Unfortunately, many international students hesitate to speak up, particularly in the larger class. There are different reasons for this.
- in your country, students are not supposed to speak up in class (especially not ask questions or give opinions)
- you are shy
- you feel your English is not good enough for others to understand you
- other students dominate -- they always speak up and ask questions before you get a chance to
- you cannot follow the conversation well enough to participate
- you cannot think and put the words together fast enough to ask or answer a question
All good reasons for not participating. However, just as for every problem there is a solution, for each of these obstacles to participating in class, there is a strategy to overcome it.

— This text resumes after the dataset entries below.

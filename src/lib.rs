//! Pension Simulator - retirement benefit estimation for the Polish pension system
//!
//! This library provides:
//! - Eligibility checks and input resolution
//! - Capital accumulation with salary indexation and sick-leave drag
//! - Capital-to-pension conversion with a statutory floor
//! - Real values, replacement rate and deferral scenarios
//! - Sensitivity scenarios and salary history analysis
//! - An in-memory simulation store with text and CSV reports

pub mod simulation;
pub mod assumptions;
pub mod projection;
pub mod scenario;
pub mod error;
pub mod store;
pub mod service;
pub mod report;

// Re-export commonly used types
pub use simulation::{SimulationInput, Sex};
pub use assumptions::Assumptions;
pub use projection::{PensionEngine, EngineConfig, PensionEstimate, SimulationOutcome};
pub use scenario::ScenarioRunner;
pub use error::{EngineError, ServiceError, StoreError};
pub use store::{InMemoryStore, SimulationStore, SimulationRecord};
pub use service::SimulationService;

- Remember that you are studying at a university in Canada and in Canada active learning is valued. Teachers want students to ask questions, answer questions, make statements, and give opinions. This behavior is rewarded. It also makes the class more interesting by taking the focus away from the teacher and directing it towards the students, where it should be.
- Overcoming shyness is not easy, but it can be done. Most university classes are friendly and welcoming, especially small classes like at VIU. Overcoming shyness requires taking little steps and practicing. This blog post (http://www.universitysurvival.com/student-topics/overcoming-shyness/) gives some helpful suggestions. It is important to talk to your teacher and let them know that you feel shy. They will help you to participate more in class.
- When you are speaking one-on-one with other students, do they understand you? If they do, they students in class probably will. Your grammar, vocabulary, and pronunciation don't need to be perfect. Even Canadian students make errors in speaking. Listen to what the other students say, and model your speaking after that. Your English will never be native-speaker perfect, but that should not stop you from speaking.
- Sometimes in class several students dominate the conversation. This is not good. If this is the case in one of your classes, tell your professor about it, saying that you would like to participate more. Ask your professor to call on you sometimes. It is the teachers job to "enable" learning.
- Poor listening skills is a serious problem if you want to participate in class. But preparation can help. Do the readings before class, so you are familiar with the ideas and vocabulary you need to listen to. Improve your listening skills -- this blog post gives some useful advice https://wordpress.viu.ca/languagecoaching/2015/10/01/improving-your-listening-skills/
- If you cannot think and put together the ideas, vocabulary and grammar fast enough, then a useful strategy is to plan ahead. If you know there will be a discussion about a certain topic in class, then prepare some notes for possible questions or statements you can give in class. And again, ask your teacher to help you. They can give you more time to think instead of asking you first. It is usually very helpful to observe what other students are saying before you speak up.
- Make a study group -- not all students who speak your first language - where you can practice speaking (asking and answering questions, giving your opinions).
- Make some goals such as speaking at least once every class.
- Ask for feedback from your classmates and teacher. Do they understand you? How could you improve your speaking. Your classmates and teacher will usually be happy to help you participate more in class.
- Study the grammar of asking questions.
- Sit at the front of the class, not at the back.